The entries shown next need to be written again word for word.

++++ Task data

//! Per-deserialization context threaded through every nested construction.
//!
//! Two small records travel alongside the buffer: [`ReadContext`] carries the
//! remaining nesting budget, and [`FieldContext`] carries per-field facts the
//! elements of one vector share. Both are explicit parameters rather than
//! process-wide state, so concurrent deserializations never interfere.

use std::sync::Arc;

use bitflags::bitflags;

use crate::error::{Error, Result};

/// Default nesting budget per root deserialize call.
pub const DEFAULT_DEPTH_LIMIT: u32 = 64;

/// A decrementing depth budget guarding against unbounded nested descent.
///
/// The budget starts at a configured maximum and loses one unit on every
/// descent into a nested table, struct-vector, or vector-of-tables.
/// Exhaustion is a fatal, user-visible [`Error::DepthLimitExceeded`], never a
/// stack overflow. The context is `Copy`; restoring the budget after a nested
/// call is by-value and automatic.
///
/// # Examples
///
/// ```
/// use flatpeach::context::ReadContext;
///
/// let ctx = ReadContext::with_depth_limit(2);
/// let one = ctx.descend().unwrap();
/// let zero = one.descend().unwrap();
/// assert!(zero.descend().is_err());
/// // The original context is unaffected by descents below it.
/// assert!(ctx.descend().is_ok());
/// ```
#[derive(Clone, Copy, Debug)]
pub struct ReadContext {
    depth_remaining: u32,
    depth_limit: u32,
}

impl ReadContext {
    /// Context with the default nesting budget.
    #[inline]
    pub fn new() -> Self {
        Self::with_depth_limit(DEFAULT_DEPTH_LIMIT)
    }

    /// Context with an explicit nesting budget.
    #[inline]
    pub fn with_depth_limit(limit: u32) -> Self {
        Self {
            depth_remaining: limit,
            depth_limit: limit,
        }
    }

    /// Remaining budget.
    #[inline]
    pub fn depth_remaining(&self) -> u32 {
        self.depth_remaining
    }

    /// A child context with one unit of budget spent, or
    /// [`Error::DepthLimitExceeded`] if none remains.
    ///
    /// Called before every nested table/vector/union construction.
    #[inline]
    pub fn descend(&self) -> Result<Self> {
        if self.depth_remaining == 0 {
            return Err(Error::DepthLimitExceeded {
                max: self.depth_limit,
            });
        }
        Ok(Self {
            depth_remaining: self.depth_remaining - 1,
            depth_limit: self.depth_limit,
        })
    }
}

impl Default for ReadContext {
    fn default() -> Self {
        Self::new()
    }
}

bitflags! {
    /// Per-field capability flags declared by the schema compiler.
    #[derive(Debug, Clone, Copy, PartialEq, Eq)]
    pub struct FieldFlags: u8 {
        /// Write-through mutation of the backing buffer is permitted for
        /// this field.
        const WRITE_THROUGH = 1 << 0;
        /// The field is a vector kept sorted by its key; carried for
        /// generated code, not interpreted by the engine.
        const SORTED = 1 << 1;
    }
}

/// Immutable-after-construction facts about one table field, shared by
/// reference across all elements a vector strategy materializes for it.
#[derive(Debug, Clone)]
pub struct FieldContext {
    flags: FieldFlags,
}

impl FieldContext {
    /// A field context with the given capability flags.
    #[inline]
    pub const fn new(flags: FieldFlags) -> Self {
        Self { flags }
    }

    /// A field context permitting write-through mutation.
    #[inline]
    pub fn write_through() -> SharedFieldContext {
        Arc::new(Self::new(FieldFlags::WRITE_THROUGH))
    }

    /// A field context permitting nothing beyond plain reads.
    #[inline]
    pub fn read_only() -> SharedFieldContext {
        Arc::new(Self::new(FieldFlags::empty()))
    }

    /// The raw capability flags.
    #[inline]
    pub fn flags(&self) -> FieldFlags {
        self.flags
    }

    /// Whether write-through mutation is permitted for this field.
    #[inline]
    pub fn write_through_enabled(&self) -> bool {
        self.flags.contains(FieldFlags::WRITE_THROUGH)
    }
}

impl Default for FieldContext {
    fn default() -> Self {
        Self::new(FieldFlags::empty())
    }
}

/// The shared handle one vector instance hands to each of its elements.
pub type SharedFieldContext = Arc<FieldContext>;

++++++++

_Your solution_:
//! Per-deserialization context threaded through every nested construction.
//!
//! Two small records travel alongside the buffer: [`ReadContext`] carries the
//! remaining nesting budget, and [`FieldContext`] carries per-field facts the
//! elements of one vector share. Both are explicit parameters rather than
//! process-wide state, so concurrent deserializations never interfere.

use std::sync::Arc;

use bitflags::bitflags;

use crate::error::{Error, Result};

/// Default nesting budget per root deserialize call.
pub const DEFAULT_DEPTH_LIMIT: u32 = 64;

/// A decrementing depth budget guarding against unbounded nested descent.
///
/// The budget starts at a configured maximum and loses one unit on every
/// descent into a nested table, struct-vector, or vector-of-tables.
/// Exhaustion is a fatal, user-visible [`Error::DepthLimitExceeded`], never a
/// stack overflow. The context is `Copy`; restoring the budget after a nested
/// call is by-value and automatic.
///
/// # Examples
///
/// ```
/// use flatpeach::context::ReadContext;
///
/// let ctx = ReadContext::with_depth_limit(2);
/// let one = ctx.descend().unwrap();
/// let zero = one.descend().unwrap();
/// assert!(zero.descend().is_err());
/// // The original context is unaffected by descents below it.
/// assert!(ctx.descend().is_ok());
/// ```
#[derive(Clone, Copy, Debug)]
pub struct ReadContext {
    depth_remaining: u32,
    depth_limit: u32,
}

impl ReadContext {
    /// Context with the default nesting budget.
    #[inline]
    pub fn new() -> Self {
        Self::with_depth_limit(DEFAULT_DEPTH_LIMIT)
    }

    /// Context with an explicit nesting budget.
    #[inline]
    pub fn with_depth_limit(limit: u32) -> Self {
        Self {
            depth_remaining: limit,
            depth_limit: limit,
        }
    }

    /// Remaining budget.
    #[inline]
    pub fn depth_remaining(&self) -> u32 {
        self.depth_remaining
    }

    /// A child context with one unit of budget spent, or
    /// [`Error::DepthLimitExceeded`] if none remains.
    ///
    /// Called before every nested table/vector/union construction.
    #[inline]
    pub fn descend(&self) -> Result<Self> {
        if self.depth_remaining == 0 {
            return Err(Error::DepthLimitExceeded {
                max: self.depth_limit,
            });
        }
        Ok(Self {
            depth_remaining: self.depth_remaining - 1,
            depth_limit: self.depth_limit,
        })
    }
}

impl Default for ReadContext {
    fn default() -> Self {
        Self::new()
    }
}

bitflags! {
    /// Per-field capability flags declared by the schema compiler.
    #[derive(Debug, Clone, Copy, PartialEq, Eq)]
    pub struct FieldFlags: u8 {
        /// Write-through mutation of the backing buffer is permitted for
        /// this field.
        const WRITE_THROUGH = 1 << 0;
        /// The field is a vector kept sorted by its key; carried for
        /// generated code, not interpreted by the engine.
        const SORTED = 1 << 1;
    }
}

/// Immutable-after-construction facts about one table field, shared by
/// reference across all elements a vector strategy materializes for it.
#[derive(Debug, Clone)]
pub struct FieldContext {
    flags: FieldFlags,
}

impl FieldContext {
    /// A field context with the given capability flags.
    #[inline]
    pub const fn new(flags: FieldFlags) -> Self {
        Self { flags }
    }

    /// A field context permitting write-through mutation.
    #[inline]
    pub fn write_through() -> SharedFieldContext {
        Arc::new(Self::new(FieldFlags::WRITE_THROUGH))
    }

    /// A field context permitting nothing beyond plain reads.
    #[inline]
    pub fn read_only() -> SharedFieldContext {
        Arc::new(Self::new(FieldFlags::empty()))
    }

    /// The raw capability flags.
    #[inline]
    pub fn flags(&self) -> FieldFlags {
        self.flags
    }

    /// Whether write-through mutation is permitted for this field.
    #[inline]
    pub fn write_through_enabled(&self) -> bool {
        self.flags.contains(FieldFlags::WRITE_THROUGH)
    }
}

impl Default for FieldContext {
    fn default() -> Self {
        Self::new(FieldFlags::empty())
    }
}

/// The shared handle one vector instance hands to each of its elements.
pub type SharedFieldContext = Arc<FieldContext>;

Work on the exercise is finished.